At the World Forum of Alternatives, Ferdinand Ayité (Togo), Mônica Benício (Brazil) and Gustave Massiah (France) shared their perspectives on the role of social movements to build societies based on human rights and equality. Based on their experiences as activists and their national contexts, they demonstrated the importance of social movements for reinventing democracy and putting alternatives into place.

Pour conf sur Mouvements Sociaux © David Sinza

Ferdinand Ayité, a Togolese activist who fights for democracy as part of a movement which defends freedom and basic human rights, first of all gave a brief history of Togo. This country bears the marks of many years of colonisation followed by successive dictatorships since 1963, the year in which the country came under the control of a military junta which has been led by the same family ever since. It was to stand up to this dictatorial regime that the Nobueke movement came into being, bringing together a wide range of activists whose shared goal is to forge connections across the country, and to raise citizens' awareness of democratic issues and how they can take part in building their own country: 

"Above all, we raise public awareness because, due to our closed regime, people in our country do not have access to information and are not well-informed. Therefore, we seek to inform them about their rights and responsibilities, but also about the need for change in our country, using neighbouring countries that are a long way ahead of us as examples. In both Ghana and Benin, for instance, there are well-established democracies which are widely admired.

Our long-term objective is to bring about a change which breaks the traditional mould, as our political parties have become adapted to the situation, as have our trade unions, which have been corrupted by the system, and which have achieved nothing for many years. Our objective is to allow the people to take control of their own destiny. Our movement does not aim to take power ourselves, but to build a powerful civic society, capable of keeping a watchful eye on politicians, because, as we say, we can change the world without taking power."

Gustave Massiah, founder of the Tribunal Permanent des Peuples and an instigator of the world social forums spoke about how policies can be built within social movements, a question which was at the heart of the World Forum of Alternatives, as well as the challenge of respecting the diversity of different movements while building a union between them:

"This World Forum of Alternatives, at which we have come together at Emmaus International's invitation, is part of the movement seeking alternatives to globalisation.
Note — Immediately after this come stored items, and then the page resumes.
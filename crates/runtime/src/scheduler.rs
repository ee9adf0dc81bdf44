//! The tick driver.
//!
//! A [`Scheduler`] is either `Running` or `Terminated`. While running, every
//! tick pulls one raw batch, previews it, parses it, hands it to the engine
//! and emits the engine's report. Once terminated no further tick executes.

use std::thread;
use std::time::{Duration, Instant};

use anyhow::Result;
use serde::{Deserialize, Serialize};
use tracing::{error, info, warn};

use cf_core::{CoreError, Feed, Tick};

use crate::engine::TickEngine;
use crate::metrics::{MetricsRegistry, TickTimer};
use crate::shutdown::ShutdownSignal;
use crate::sink::ResultSink;
use crate::source::BatchSource;

#[derive(Debug, Clone, Serialize, Deserialize, PartialEq, Eq)]
pub struct SchedulerConfig {
    pub tick_interval: Duration,
    /// Raw lines per feed handed to the sink's preview.
    pub preview_lines: usize,
    pub max_ticks: Option<u64>,
}

impl Default for SchedulerConfig {
    fn default() -> Self {
        Self {
            tick_interval: Duration::from_secs(1),
            preview_lines: 15,
            max_ticks: None,
        }
    }
}

#[derive(Debug, Clone, Serialize, Deserialize, PartialEq, Eq)]
#[serde(rename_all = "snake_case")]
pub enum Termination {
    Shutdown,
    TickLimit,
    Failed { tick: Tick, reason: String },
}

#[derive(Debug, Clone, PartialEq, Eq)]
pub enum SchedulerState {
    Running,
    Terminated(Termination),
}

pub struct Scheduler<S, K, E> {
    cfg: SchedulerConfig,
    source: S,
    sink: K,
    engine: E,
    shutdown: ShutdownSignal,
    metrics: MetricsRegistry,
    state: SchedulerState,
    next_tick: Tick,
}

impl<S, K, E> Scheduler<S, K, E>
where
    S: BatchSource,
    K: ResultSink,
    E: TickEngine,
{
    pub fn new(cfg: SchedulerConfig, source: S, sink: K, engine: E) -> Self {
        Self {
            cfg,
            source,
            sink,
            engine,
            shutdown: ShutdownSignal::new(),
            metrics: MetricsRegistry::default(),
            state: SchedulerState::Running,
            next_tick: 0,
        }
    }

    pub fn with_shutdown(mut self, shutdown: ShutdownSignal) -> Self {
        self.shutdown = shutdown;
        self
    }

    pub fn with_metrics(mut self, metrics: MetricsRegistry) -> Self {
        self.metrics = metrics;
        self
    }

    pub fn state(&self) -> &SchedulerState {
        &self.state
    }

    pub fn next_tick(&self) -> Tick {
        self.next_tick
    }

    pub fn sink(&self) -> &K {
        &self.sink
    }

    pub fn metrics(&self) -> &MetricsRegistry {
        &self.metrics
    }

    pub fn into_parts(self) -> (S, K, E) {
        (self.source, self.sink, self.engine)
    }

    /// Run one tick without waiting. Does nothing once terminated.
    ///
    /// A tick that fails to parse moves the scheduler to `Terminated` and
    /// returns the error; merges from earlier ticks are kept. Unreadable
    /// input and sink errors are logged and do not stop the scheduler.
    pub fn step(&mut self) -> Result<()> {
        if self.state != SchedulerState::Running {
            return Ok(());
        }
        if self.shutdown.is_triggered() {
            self.terminate(Termination::Shutdown);
            return Ok(());
        }
        if self.limit_reached() {
            self.terminate(Termination::TickLimit);
            return Ok(());
        }

        let tick = self.next_tick;
        if let Err(e) = self.execute_tick(tick) {
            if e.downcast_ref::<CoreError>().is_some() {
                self.metrics.inc_parse_failures(1);
            }
            error!(tick, error = %format!("{e:#}"), "tick failed");
            self.terminate(Termination::Failed {
                tick,
                reason: format!("{e:#}"),
            });
            return Err(e);
        }
        self.next_tick += 1;

        if self.limit_reached() {
            self.terminate(Termination::TickLimit);
        }
        Ok(())
    }

    /// Drive ticks at the configured cadence until terminated.
    pub fn run(&mut self) -> Result<Termination> {
        info!(cfg = ?self.cfg, "scheduler running");
        let mut deadline = Instant::now();
        loop {
            self.step()?;
            if let SchedulerState::Terminated(reason) = &self.state {
                return Ok(reason.clone());
            }

            deadline += self.cfg.tick_interval;
            let now = Instant::now();
            if deadline > now {
                thread::sleep(deadline - now);
            } else {
                warn!(
                    behind_ms = (now - deadline).as_millis() as u64,
                    "tick overran its interval"
                );
                deadline = now;
            }
        }
    }

    fn execute_tick(&mut self, tick: Tick) -> Result<()> {
        let timer = TickTimer::start();
        let raw = self.source.next_batch(tick)?;

        for feed in [Feed::Appearance, Feed::Rating] {
            let lines = raw.lines(feed);
            let shown = lines.len().min(self.cfg.preview_lines);
            self.sink.preview(tick, feed, &lines[..shown]);
        }

        let batch = raw.parse()?;
        let appearances = batch.appearances.len();
        let ratings = batch.ratings.len();

        let outcome = self.engine.run_tick(tick, batch)?;
        // A report the sink cannot take is dropped; the state it reflects is kept.
        if let Err(e) = self.sink.report(&outcome.report) {
            self.metrics.inc_sink_failures(1);
            warn!(tick, error = %format!("{e:#}"), "sink rejected report");
        }

        self.metrics.inc_ticks(1);
        self.metrics.inc_joined_pairs(outcome.joined_pairs);
        self.metrics.inc_appearance_records(appearances as u64);
        self.metrics.inc_rating_records(ratings as u64);
        if appearances == 0 && ratings == 0 {
            self.metrics.inc_empty_ticks(1);
        }
        self.metrics.record_tick_latency(timer.elapsed());
        info!(
            tick,
            appearances,
            ratings,
            joined = outcome.joined_pairs,
            elapsed_us = timer.elapsed().as_micros() as u64,
            "tick complete"
        );
        Ok(())
    }

    fn limit_reached(&self) -> bool {
        self.cfg.max_ticks.map_or(false, |max| self.next_tick >= max)
    }

    fn terminate(&mut self, reason: Termination) {
        info!(?reason, next_tick = self.next_tick, "scheduler terminated");
        self.state = SchedulerState::Terminated(reason);
    }
}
This very convergence of social movements which have historically been separate is exactly what this movement is about. Therefore, within social forums and the alter-globalisation movement, we find all the movements from earlier periods, including social, civic and grassroots movements. We find the labour movement, the peasant movement, the women's movement, the decolonisation movement, and the indigenous people's movement. And the most important movements at this forum today are those of the poor, the excluded and victims of discrimination. A movement, therefore, is created when the stakeholders come together to take action and bring about policies to improve their situation.

[…] If we embrace the diversity of these movements, how can we build unity? What can we build this unity around? Building unity means coming up with a policy strategy. What is a strategy policy? It's how we arrive at a fundamental transformation, a profound change, from an initial response to an urgent situation, because that initial response itself does not allow us to fundamentally change anything. For us, today, the initial response is to resist, to lead struggles to resist the current forms of domination. And the transformation is coming up with alternatives. When I say that, I feel that I am paraphrasing Abbé Pierre, as we've heard over the last few days, in other words that we must fight but at the same time we must build alternatives.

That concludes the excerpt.